## RECORD EXTRACTS
- - -
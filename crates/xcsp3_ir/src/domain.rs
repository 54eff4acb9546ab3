//! Integer domains: `XDomainInteger` in the original, one `addValue`/
//! `addInterval` call per token in the domain's compact notation.

use rustc_hash::FxHashMap;
use xcsp3_diagnostic::ParseError;

/// One entity in a domain's sequence: either a single value or a
/// closed interval, mirroring `XIntegerValue`/`XIntegerInterval`.
#[derive(Debug, Clone, Copy, PartialEq, Eq, Hash)]
pub enum DomainEntity {
    Value(i64),
    Interval { min: i64, max: i64 },
}

impl DomainEntity {
    #[must_use]
    pub fn width(self) -> i64 {
        match self {
            DomainEntity::Value(_) => 1,
            DomainEntity::Interval { min, max } => max - min + 1,
        }
    }

    #[must_use]
    pub fn minimum(self) -> i64 {
        match self {
            DomainEntity::Value(v) => v,
            DomainEntity::Interval { min, .. } => min,
        }
    }

    #[must_use]
    pub fn maximum(self) -> i64 {
        match self {
            DomainEntity::Value(v) => v,
            DomainEntity::Interval { max, .. } => max,
        }
    }
}

/// A variable's domain: a strictly increasing sequence of values and
/// intervals. Two domains with the same sequence are interned to the
/// same [`DomainId`] by their owning [`DomainInterner`].
#[derive(Debug, Clone, PartialEq, Eq, Hash, Default)]
pub struct IntegerDomain {
    entities: Vec<DomainEntity>,
    size: i64,
    top: Option<i64>,
}

impl IntegerDomain {
    #[must_use]
    pub fn new() -> Self {
        Self::default()
    }

    /// Appends a single value. Must be strictly greater than every
    /// value already in the domain.
    pub fn add_value(&mut self, v: i64) -> Result<(), ParseError> {
        if let Some(top) = self.top {
            if v <= top {
                return Err(not_sequence());
            }
        }
        self.top = Some(v);
        self.size += 1;
        self.entities.push(DomainEntity::Value(v));
        Ok(())
    }

    /// Appends a closed interval. `min` must exceed the domain's
    /// current top and `min` must be strictly less than `max`.
    pub fn add_interval(&mut self, min: i64, max: i64) -> Result<(), ParseError> {
        if min >= max {
            return Err(not_sequence());
        }
        if let Some(top) = self.top {
            if min <= top {
                return Err(not_sequence());
            }
        }
        self.top = Some(max);
        self.size += max - min + 1;
        self.entities.push(DomainEntity::Interval { min, max });
        Ok(())
    }

    #[must_use]
    pub fn nb_values(&self) -> i64 {
        self.size
    }

    #[must_use]
    pub fn minimum(&self) -> Option<i64> {
        self.entities.first().map(|e| e.minimum())
    }

    #[must_use]
    pub fn maximum(&self) -> Option<i64> {
        self.entities.last().map(|e| e.maximum())
    }

    /// True when the domain is a single contiguous run, i.e. has no
    /// gaps between its minimum and maximum.
    #[must_use]
    pub fn is_interval(&self) -> bool {
        match (self.minimum(), self.maximum()) {
            (Some(min), Some(max)) => self.size == max - min + 1,
            _ => self.entities.is_empty(),
        }
    }

    #[must_use]
    pub fn entities(&self) -> &[DomainEntity] {
        &self.entities
    }

    #[must_use]
    pub fn contains(&self, v: i64) -> bool {
        self.entities.iter().any(|e| match *e {
            DomainEntity::Value(x) => x == v,
            DomainEntity::Interval { min, max } => v >= min && v <= max,
        })
    }
}

fn not_sequence() -> ParseError {
    ParseError::DomainFormatError {
        message: "domain entities must be strictly increasing".to_string(),
    }
}

fn to_u32(len: usize) -> u32 {
    u32::try_from(len).unwrap_or_else(|_| panic_capacity_exceeded(len))
}

#[cold]
fn panic_capacity_exceeded(len: usize) -> ! {
    panic!("domain table exceeded u32 capacity at {len} entries")
}

/// A handle into a [`DomainInterner`]'s table. Cheap to copy, cheap to
/// compare.
#[derive(Debug, Clone, Copy, PartialEq, Eq, PartialOrd, Ord, Hash)]
pub struct DomainId(u32);

impl DomainId {
    #[must_use]
    pub fn index(self) -> usize {
        self.0 as usize
    }
}

/// Structural-equality interning table for domains: two variables
/// declared with an identical entity sequence share one backing
/// `IntegerDomain`, the same dedup shape `ExprArena` applies to
/// expression nodes.
#[derive(Debug, Default)]
pub struct DomainInterner {
    domains: Vec<IntegerDomain>,
    lookup: FxHashMap<IntegerDomain, DomainId>,
}

impl DomainInterner {
    #[must_use]
    pub fn new() -> Self {
        Self::default()
    }

    pub fn intern(&mut self, domain: IntegerDomain) -> DomainId {
        if let Some(&id) = self.lookup.get(&domain) {
            return id;
        }
        let id = DomainId(to_u32(self.domains.len()));
        self.domains.push(domain.clone());
        self.lookup.insert(domain, id);
        id
    }

    #[must_use]
    pub fn resolve(&self, id: DomainId) -> &IntegerDomain {
        &self.domains[id.index()]
    }

    #[must_use]
    pub fn len(&self) -> usize {
        self.domains.len()
    }

    #[must_use]
    pub fn is_empty(&self) -> bool {
        self.domains.is_empty()
    }
}

#[cfg(test)]
mod tests {
    use super::*;
    use pretty_assertions::assert_eq;

    #[test]
    fn range_domain_is_interval() {
        let mut d = IntegerDomain::new();
        d.add_interval(1, 8).unwrap();
        assert_eq!(d.nb_values(), 8);
        assert!(d.is_interval());
    }

    #[test]
    fn enumerated_domain_with_gap_is_not_interval() {
        let mut d = IntegerDomain::new();
        d.add_value(1).unwrap();
        d.add_value(2).unwrap();
        d.add_value(4).unwrap();
        assert_eq!(d.nb_values(), 3);
        assert!(!d.is_interval());
        assert!(!d.contains(3));
    }

    #[test]
    fn non_increasing_entities_are_rejected() {
        let mut d = IntegerDomain::new();
        d.add_value(5).unwrap();
        assert!(d.add_value(5).is_err());
        assert!(d.add_interval(3, 10).is_err());
    }

    #[test]
    fn identical_domains_share_one_interned_id() {
        let mut interner = DomainInterner::new();
        let mut a = IntegerDomain::new();
        a.add_interval(0, 5).unwrap();
        let mut b = IntegerDomain::new();
        b.add_interval(0, 5).unwrap();
        let mut c = IntegerDomain::new();
        c.add_interval(0, 6).unwrap();

        let id_a = interner.intern(a);
        let id_b = interner.intern(b);
        let id_c = interner.intern(c);

        assert_eq!(id_a, id_b);
        assert_ne!(id_a, id_c);
        assert_eq!(interner.len(), 2);
        assert_eq!(interner.resolve(id_a).nb_values(), 6);
    }
}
- - -
## TASK STATEMENT
When a line of the entries contains the word "maximum", it counts toward the total; reply with that total alone.

## SOLUTION TO THIS PROBLEM
5